Ekip, virüsün stabil bir kısmına bağlanan bir antikorla, enfeksiyon yeteneğini engelleyen diğer bir antikorun kombinasyonunu kullanarak bir yöntem geliştirdi.
Laboratuvar testlerinde bu antikor kombinasyonu, orijinal SARS-CoV-2 virüsünü ve tüm varyantlarını, Omicron dahil olmak üzere, etkisiz hale getirdi. Ekip bu bulgularını 5 Mart 2025 tarihinde Science Translational Medicine dergisinde yayınladı.
Çalışmanın kıdemli yazarı Christopher O. Barnes, “Değişen bir virüse karşı, virüs evrimine dirençli yeni bir tedavi nesli geliştirdik, bu tedavi, SARS-CoV-2 ile enfekte olmuş kişiler için yıllarca faydalı olabilir” dedi.
Gözden kaçan bir seçenek
Barnes ve birinci yazar Adonis Rubio liderliğindeki ekip, COVID-19’u atlatmış hastalardan bağışlanan antikorlarla bu araştırmayı gerçekleştirdi. Bu antikorların virüsle nasıl etkileşime girdiğini inceleyerek, nadiren mutasyona uğrayan bir virüs bölgesine bağlanan bir antikor buldular.
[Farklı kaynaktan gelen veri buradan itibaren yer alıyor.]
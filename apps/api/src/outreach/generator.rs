//! Generation Client: one round trip to the provider per call.
//!
//! Flow: build_request → LlmClient::call → parse_generation.
//! Stateless: no retries, no caching, no internal locking. Request status
//! and stale-response handling belong to the caller (see `tracker`).

use async_trait::async_trait;
use thiserror::Error;
use tracing::{error, info};

use crate::llm_client::{LlmClient, LlmError};
use crate::outreach::builder::build_request;
use crate::outreach::models::{ContactRequest, GenerationResult};
use crate::outreach::parser::parse_generation;

/// The one message shown for every provider-side failure.
pub const SERVICE_UNAVAILABLE_MESSAGE: &str =
    "无法连接到 AI 服务，请检查网络或 API Key。";

/// Every way a generation cycle can fail. Kept distinct for logs; collapsed to
/// one user-facing message by `user_message`.
#[derive(Debug, Error)]
pub enum GenerationError {
    #[error("Invalid input: {0}")]
    InvalidInput(String),

    #[error("Transport failure: {0}")]
    Transport(String),

    #[error("Provider error (status {status}): {message}")]
    Provider { status: u16, message: String },

    #[error("Empty generation")]
    EmptyResponse,

    #[error("Malformed response: {0}")]
    MalformedResponse(String),
}

impl GenerationError {
    /// Stable machine-readable name of the failure kind.
    pub fn code(&self) -> &'static str {
        match self {
            GenerationError::InvalidInput(_) => "INVALID_INPUT",
            GenerationError::Transport(_) => "TRANSPORT_FAILURE",
            GenerationError::Provider { .. } => "PROVIDER_ERROR",
            GenerationError::EmptyResponse => "EMPTY_RESPONSE",
            GenerationError::MalformedResponse(_) => "MALFORMED_RESPONSE",
        }
    }

    pub fn user_message(&self) -> String {
        match self {
            GenerationError::InvalidInput(msg) => msg.clone(),
            _ => SERVICE_UNAVAILABLE_MESSAGE.to_string(),
        }
    }
}

impl From<LlmError> for GenerationError {
    fn from(err: LlmError) -> Self {
        match err {
            LlmError::Http(e) => GenerationError::Transport(e.to_string()),
            LlmError::Api { status, message } => GenerationError::Provider { status, message },
            LlmError::Parse(e) => {
                GenerationError::MalformedResponse(format!("unreadable provider envelope: {e}"))
            }
        }
    }
}

/// Produces a script for a contact. Implement this to swap providers without
/// touching the handler or caller code.
///
/// Carried in `AppState` as `Arc<dyn ScriptGenerator>`.
#[async_trait]
pub trait ScriptGenerator: Send + Sync {
    async fn generate(&self, request: &ContactRequest) -> Result<GenerationResult, GenerationError>;
}

/// Gemini-backed generator.
pub struct GeminiScriptGenerator {
    llm: LlmClient,
}

impl GeminiScriptGenerator {
    pub fn new(llm: LlmClient) -> Self {
        Self { llm }
    }

    async fn call_provider(
        &self,
        request: &ContactRequest,
    ) -> Result<GenerationResult, GenerationError> {
        let built = build_request(request);
        let response = self.llm.call(&built.to_provider_request()).await?;
        parse_generation(response.text().as_deref())
    }
}

#[async_trait]
impl ScriptGenerator for GeminiScriptGenerator {
    async fn generate(&self, request: &ContactRequest) -> Result<GenerationResult, GenerationError> {
        match self.call_provider(request).await {
            Ok(result) => {
                let length = result.script_length();
                info!(
                    "Script generated for {:?}: {} chars (over limit: {})",
                    request.scenario, length.chars, length.over_limit
                );
                Ok(result)
            }
            Err(e) => {
                error!(kind = e.code(), "Script generation failed: {e}");
                Err(e)
            }
        }
    }
}
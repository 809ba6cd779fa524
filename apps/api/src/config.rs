use anyhow::{Context, Result};

const DEFAULT_GEMINI_API_BASE: &str = "https://generativelanguage.googleapis.com";

/// Application configuration loaded from environment variables.
/// Fails at startup if required variables are missing.
#[derive(Debug, Clone)]
pub struct Config {
    pub gemini_api_key: String,
    pub gemini_api_base: String,
    pub port: u16,
    pub rust_log: String,
}

impl Config {
    pub fn from_env() -> Result<Self> {
        dotenvy::dotenv().ok(); // load .env if present; ignore if missing

        Ok(Config {
            gemini_api_key: require_env("GEMINI_API_KEY")?,
            gemini_api_base: std::env::var("GEMINI_API_BASE")
                .unwrap_or_else(|_| DEFAULT_GEMINI_API_BASE.to_string()),
            port: std::env::var("PORT")
                .unwrap_or_else(|_| "8080".to_string())
                .parse::<u16>()
                .context("PORT must be a valid port number")?,
            rust_log: std::env::var("RUST_LOG").unwrap_or_else(|_| "info".to_string()),
        })
    }
}

fn require_env(key: &str) -> Result<String> {
    std::env::var(key).with_context(|| format!("Required environment variable '{key}' is not set"))
}
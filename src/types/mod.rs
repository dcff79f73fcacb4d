//! Error types and their building blocks.
//!
//! - [`Error`]: the tagged wrapper node, built through [`ErrorBuilder`]
//! - [`ErrorList`]: an ordered aggregate of independent errors
//! - [`Op`], [`ErrorKind`], [`ErrorCode`]: the classification facets
//! - [`Sentinel`]: named `'static` errors compared by value
//!
//! # Examples
//!
//! ```
//! use error_trail::{Error, ErrorCode, ErrorKind, Op};
//!
//! let err = Error::builder()
//!     .op(Op::new("db.findUser"))
//!     .kind(ErrorKind::CLIENT)
//!     .code(ErrorCode::NOT_FOUND)
//!     .msg("user not found: 1")
//!     .build();
//!
//! assert_eq!(err.to_string(), "user not found: 1");
//! assert!(err.stack().is_some());
//! ```
use smallvec::SmallVec;
use std::any::Any;
use std::error::Error as StdError;
use std::sync::Arc;

pub mod error;
pub mod error_list;
pub mod facets;
pub mod sentinel;

pub use error::builder::{ConstructionFault, Definite, ErrorBuilder, Nullable};
pub use error::Error;
pub use error_list::ErrorList;
pub use facets::{ErrorCode, ErrorKind, Op};
pub use sentinel::Sentinel;

/// SmallVec-backed collection used for list elements and op stacks.
///
/// Uses inline storage for up to 2 elements to avoid heap allocations
/// in the common case of short chains and small batches.
pub type ErrorVec<E> = SmallVec<[E; 2]>;

/// Shared, immutable handle to any error.
///
/// Causes and list elements are stored this way so that one error value can
/// be referenced from several wrappers.
pub type SharedError = Arc<dyn StdError + Send + Sync + 'static>;

/// Converts an error into a [`SharedError`], reusing the handle if `error`
/// already is one.
///
/// `Arc<Error>` and `Arc<ErrorList>` are coerced rather than nested, so the
/// node they hold stays visible to downcasts along the chain.
pub(crate) fn into_shared<E>(error: E) -> SharedError
where
    E: StdError + Send + Sync + 'static,
{
    let any: &dyn Any = &error;
    if let Some(shared) = any.downcast_ref::<SharedError>() {
        return Arc::clone(shared);
    }
    if let Some(node) = any.downcast_ref::<Arc<Error>>() {
        return Arc::clone(node) as SharedError;
    }
    if let Some(list) = any.downcast_ref::<Arc<ErrorList>>() {
        return Arc::clone(list) as SharedError;
    }
    Arc::new(error)
}
//! Transient error classification.
//!
//! This module provides the [`TransientError`] trait for classifying errors
//! as transient (temporary, potentially recoverable by retry) or permanent.
//! error-trail does not retry anything itself.
//!
//! # Examples
//!
//! ```
//! use error_trail::traits::TransientError;
//! use error_trail::{Error, ErrorKind};
//!
//! let busy = Error::builder().kind(ErrorKind::SERVER | ErrorKind::TRANSIENT).msg("busy").build();
//! assert!(busy.is_transient());
//!
//! let bad = Error::builder().kind(ErrorKind::CLIENT).msg("bad input").build();
//! assert!(bad.is_permanent());
//! ```

use crate::classify;
use crate::types::{Error, ErrorKind, ErrorList};

/// Classification of errors as transient or permanent.
///
/// Transient errors are temporary failures that may succeed if retried,
/// such as network timeouts or lock contention.
pub trait TransientError {
    /// Returns `true` if this error is transient and may succeed on retry.
    fn is_transient(&self) -> bool;

    /// Returns `true` if this error is permanent and should not be retried.
    ///
    /// Default implementation returns `!self.is_transient()`.
    #[inline]
    fn is_permanent(&self) -> bool {
        !self.is_transient()
    }
}

/// Transient if the chain's kind includes [`ErrorKind::TRANSIENT`].
impl TransientError for Error {
    #[inline]
    fn is_transient(&self) -> bool {
        classify::kind(self).contains(ErrorKind::TRANSIENT)
    }
}

/// Transient if any element is.
impl TransientError for ErrorList {
    fn is_transient(&self) -> bool {
        classify::has(self, ErrorKind::TRANSIENT)
    }
}

impl TransientError for std::io::Error {
    fn is_transient(&self) -> bool {
        use std::io::ErrorKind;
        matches!(
            self.kind(),
            ErrorKind::ConnectionRefused
                | ErrorKind::ConnectionReset
                | ErrorKind::ConnectionAborted
                | ErrorKind::TimedOut
                | ErrorKind::Interrupted
                | ErrorKind::WouldBlock
        )
    }
}
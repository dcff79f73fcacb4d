use error_trail::{ErrorCode, ErrorKind, Op};

#[test]
fn kind_set_operations() {
    let kind = ErrorKind::SERVER | ErrorKind::TRANSIENT;
    assert!(kind.intersects(ErrorKind::TRANSIENT | ErrorKind::CLIENT));
    assert!(!kind.contains(ErrorKind::TRANSIENT | ErrorKind::CLIENT));
    assert_eq!(kind & ErrorKind::SERVER, ErrorKind::SERVER);
    assert!(ErrorKind::default().is_empty());
}

#[test]
fn kind_display_names_flags() {
    assert_eq!(ErrorKind::empty().to_string(), "unclassified");
    assert_eq!((ErrorKind::CLIENT | ErrorKind::TRANSIENT).to_string(), "client|transient");

    const THROTTLED: ErrorKind = ErrorKind::from_bits(1 << 8);
    assert_eq!((ErrorKind::SERVER | THROTTLED).to_string(), "server|0x100");
}

#[test]
fn code_names_and_custom_codes() {
    assert_eq!(ErrorCode::default(), ErrorCode::UNEXPECTED);
    assert_eq!(ErrorCode::ALREADY_EXISTS.to_string(), "already_exists");
    assert_eq!(ErrorCode::NOT_FOUND.value(), 6);

    const QUOTA: ErrorCode = ErrorCode::new(100);
    assert_eq!(QUOTA.name(), None);
    assert_eq!(QUOTA.to_string(), "code(100)");
}

#[test]
fn op_compares_with_strings() {
    let op = Op::new("db.findUser");
    assert_eq!(op, "db.findUser");
    assert_eq!(Op::from(String::from("db.findUser")), op);
    assert!(Op::default().is_empty());
}
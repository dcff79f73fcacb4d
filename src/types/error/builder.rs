//! Construction of [`Error`] values.
//!
//! Each facet has one setter. Setting a facet twice (two ops, two codes, two
//! messages or two causes) is a programmer error: [`ErrorBuilder::build`]
//! panics with the recorded [`ConstructionFault`], while
//! [`ErrorBuilder::try_build`] returns it. Kinds may be set repeatedly and
//! are OR-ed together.
//!
//! Supplying an absent cause through [`ErrorBuilder::maybe_cause`] (or
//! [`ErrorBuilder::nil`]) switches the builder to the [`Nullable`] state, whose
//! terminals return `Option<Error>`: `None` once an absent cause was given.

use super::Error;
use crate::stack::capture_from;
use crate::types::{into_shared, ErrorCode, ErrorKind, Op, SharedError};
use smallvec::SmallVec;
use std::error::Error as StdError;
use std::fmt;
use std::marker::PhantomData;

/// Builder state whose terminals always produce an [`Error`].
#[derive(Debug, Clone, Copy, Default)]
pub struct Definite;

/// Builder state that may have been given an absent cause.
#[derive(Debug, Clone, Copy, Default)]
pub struct Nullable;

/// Misuse of [`ErrorBuilder`].
#[derive(Debug, Clone, Copy, PartialEq, Eq, Hash)]
pub enum ConstructionFault {
    MultipleOps,
    MultipleCodes,
    MultipleMessages,
    MultipleCauses,
}

impl fmt::Display for ConstructionFault {
    fn fmt(&self, f: &mut fmt::Formatter<'_>) -> fmt::Result {
        let what = match self {
            Self::MultipleOps => "multiple ops",
            Self::MultipleCodes => "multiple codes",
            Self::MultipleMessages => "multiple messages",
            Self::MultipleCauses => "multiple causes",
        };
        write!(f, "bad error construction: {}", what)
    }
}

impl StdError for ConstructionFault {}

/// Builder for [`Error`].
///
/// # Examples
///
/// ```
/// use error_trail::{Error, ErrorCode, ErrorKind, Op};
///
/// let inner = Error::builder().code(ErrorCode::IO).msg("connection failure").build();
/// let outer = Error::builder().op(Op::new("svc.load")).kind(ErrorKind::SERVER).cause(inner).build();
///
/// assert_eq!(outer.to_string(), "connection failure");
/// assert!(outer.stack().is_none());
///
/// let maybe: Option<std::io::Error> = None;
/// assert!(Error::builder().msg("ignored").maybe_cause(maybe).build().is_none());
/// ```
#[must_use]
pub struct ErrorBuilder<N = Definite> {
    op: Option<Op>,
    kind: ErrorKind,
    code: ErrorCode,
    msg: String,
    cause: Option<SharedError>,
    fault: Option<ConstructionFault>,
    nil: bool,
    state: PhantomData<N>,
}

impl ErrorBuilder<Definite> {
    #[inline]
    pub fn new() -> Self {
        Self {
            op: None,
            kind: ErrorKind::empty(),
            code: ErrorCode::UNEXPECTED,
            msg: String::new(),
            cause: None,
            fault: None,
            nil: false,
            state: PhantomData,
        }
    }

    /// Builds the error.
    ///
    /// # Panics
    ///
    /// Panics if a facet was supplied twice.
    #[inline(never)]
    pub fn build(self) -> Error {
        self.build_within(Self::build as fn(Self) -> Error as usize)
    }

    /// Builds the error, returning misuse as a [`ConstructionFault`].
    #[inline(never)]
    pub fn try_build(self) -> Result<Error, ConstructionFault> {
        if let Some(fault) = self.fault {
            return Err(fault);
        }
        let caller = Self::try_build as fn(Self) -> Result<Error, ConstructionFault>;
        Ok(self.assemble(&[caller as usize]))
    }

    /// Builds on behalf of a crate entry point. `caller` is the start address
    /// of that entry point, whose frame is left out of the trace.
    #[inline(never)]
    pub(crate) fn build_within(self, caller: usize) -> Error {
        if let Some(fault) = self.fault {
            panic!("{}", fault);
        }
        self.assemble(&[caller, Self::build_within as fn(Self, usize) -> Error as usize])
    }
}

impl Default for ErrorBuilder<Definite> {
    fn default() -> Self {
        Self::new()
    }
}

impl ErrorBuilder<Nullable> {
    /// Builds the error, or `None` if an absent cause was supplied.
    ///
    /// # Panics
    ///
    /// Panics if a facet was supplied twice before the absent cause.
    #[inline(never)]
    pub fn build(self) -> Option<Error> {
        if let Some(fault) = self.fault {
            panic!("{}", fault);
        }
        if self.nil {
            return None;
        }
        Some(self.assemble(&[Self::build as fn(Self) -> Option<Error> as usize]))
    }

    /// Like [`build`](Self::build), returning misuse as a [`ConstructionFault`].
    #[inline(never)]
    pub fn try_build(self) -> Result<Option<Error>, ConstructionFault> {
        if let Some(fault) = self.fault {
            return Err(fault);
        }
        if self.nil {
            return Ok(None);
        }
        let caller = Self::try_build as fn(Self) -> Result<Option<Error>, ConstructionFault>;
        Ok(Some(self.assemble(&[caller as usize])))
    }
}

impl<N> ErrorBuilder<N> {
    /// Sets the operation label.
    ///
    /// An empty label leaves the slot unset, but any label supplied after a
    /// non-empty one is a fault.
    pub fn op(mut self, op: impl Into<Op>) -> Self {
        if self.nil {
            return self;
        }
        if self.op.is_some() {
            return self.fail(ConstructionFault::MultipleOps);
        }
        let op = op.into();
        if !op.is_empty() {
            self.op = Some(op);
        }
        self
    }

    /// Adds kind flags; repeated calls accumulate.
    pub fn kind(mut self, kind: ErrorKind) -> Self {
        if !self.nil {
            self.kind |= kind;
        }
        self
    }

    /// Sets the code. [`ErrorCode::UNEXPECTED`] leaves the code unset.
    pub fn code(mut self, code: ErrorCode) -> Self {
        if self.nil {
            return self;
        }
        if !self.code.is_unexpected() {
            return self.fail(ConstructionFault::MultipleCodes);
        }
        self.code = code;
        self
    }

    /// Sets the message fragment. An empty message leaves the slot unset.
    pub fn msg(mut self, msg: impl Into<String>) -> Self {
        if self.nil {
            return self;
        }
        if !self.msg.is_empty() {
            return self.fail(ConstructionFault::MultipleMessages);
        }
        self.msg = msg.into();
        self
    }

    /// Sets the cause. A [`SharedError`] is stored as is, without rewrapping.
    pub fn cause<E>(mut self, cause: E) -> Self
    where
        E: StdError + Send + Sync + 'static,
    {
        if self.nil {
            return self;
        }
        if self.cause.is_some() {
            return self.fail(ConstructionFault::MultipleCauses);
        }
        self.cause = Some(into_shared(cause));
        self
    }

    /// Sets the cause if present; an absent cause makes the result "no error".
    pub fn maybe_cause<E>(self, cause: Option<E>) -> ErrorBuilder<Nullable>
    where
        E: StdError + Send + Sync + 'static,
    {
        match cause {
            Some(cause) => self.cause(cause).into_state(),
            None => self.nil(),
        }
    }

    /// Marks the result as "no error"; later setters are ignored.
    pub fn nil(self) -> ErrorBuilder<Nullable> {
        let mut builder = self.into_state();
        builder.nil = true;
        builder
    }

    fn fail(mut self, fault: ConstructionFault) -> Self {
        self.fault.get_or_insert(fault);
        self
    }

    fn into_state<M>(self) -> ErrorBuilder<M> {
        ErrorBuilder {
            op: self.op,
            kind: self.kind,
            code: self.code,
            msg: self.msg,
            cause: self.cause,
            fault: self.fault,
            nil: self.nil,
            state: PhantomData,
        }
    }

    /// Creates the node, capturing a trace unless the cause is an [`Error`].
    ///
    /// `callers` holds the start addresses of the crate functions between
    /// user code and this one; their frames are left out of the trace.
    #[inline(never)]
    fn assemble(self, callers: &[usize]) -> Error {
        let wraps_error = self.cause.as_ref().is_some_and(|cause| cause.is::<Error>());
        let stack = if wraps_error {
            None
        } else {
            let mut plumbing: SmallVec<[usize; 4]> = SmallVec::from_slice(callers);
            plumbing.push(Self::assemble as fn(Self, &[usize]) -> Error as usize);
            Some(capture_from(&plumbing))
        };
        Error {
            op: self.op,
            kind: self.kind,
            code: self.code,
            msg: self.msg,
            cause: self.cause,
            stack,
        }
    }
}

impl<N> fmt::Debug for ErrorBuilder<N> {
    fn fmt(&self, f: &mut fmt::Formatter<'_>) -> fmt::Result {
        f.debug_struct("ErrorBuilder")
            .field("op", &self.op)
            .field("kind", &self.kind)
            .field("code", &self.code)
            .field("msg", &self.msg)
            .field("cause", &self.cause)
            .field("fault", &self.fault)
            .field("nil", &self.nil)
            .finish()
    }
}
Virüsün Spike N-terminal domaini (NTD) içinde yer alan bu alan, doğrudan tedavi için faydalı olmadığı için genellikle göz ardı edilmişti. Ancak, bu bölgeye bağlanan özel bir antikor, virüse tutunmayı sürdürüyor. Bu, yeni tedavilerin tasarlanmasında faydalı çünkü başka bir antikorun virüsün reseptör bağlanma bölgesine (RBD) tutunmasını sağlıyor ve böylece virüsün insan hücrelerine bağlanmasını engelliyor.
Daha dayanıklı bir savunma tasarlamak
Araştırmacılar, bu çift veya “bispeçifik” antikorları, CoV2-biRN adıyla tasarladılar. Laboratuvar testlerinde, bu antikorlar SARS-CoV-2’nin tüm bilinen varyantlarına karşı yüksek oranda nötralizasyon sağladı. Ayrıca, farelerde omicron varyantının bir türüne maruz kalan hücrelerde viral yükü önemli ölçüde azalttılar.
İleriye gidiş: COVID-19 ötesi
Bu keşfin insan hastaları üzerinde tedavi olarak kullanılmadan önce daha fazla araştırma ve klinik deneme yapılması gerekiyor, ancak yaklaşım umut verici ve yalnızca COVID-19’a neden olan virüs için değil.
Araştırma ekibi, bispeçifik antikorları, tüm koronavirüsler üzerinde etkili olacak şekilde tasarlamayı planlıyor. Bu virüs ailesi, soğuk algınlığına, MERS'e ve COVID-19’a neden olan virüsleri içeriyor.
Bu yaklaşım, grip ve HIV gibi hastalıklar için de etkili olabilir.
Barnes, “Virüsler, nüfusu enfekte etme yeteneklerini korumak için sürekli evrimleşiyor,” diyor.
“Buna karşı koymak için geliştirdiğimiz antikorların da etkili olabilmesi için sürekli evrimleşmesi gerekiyor.”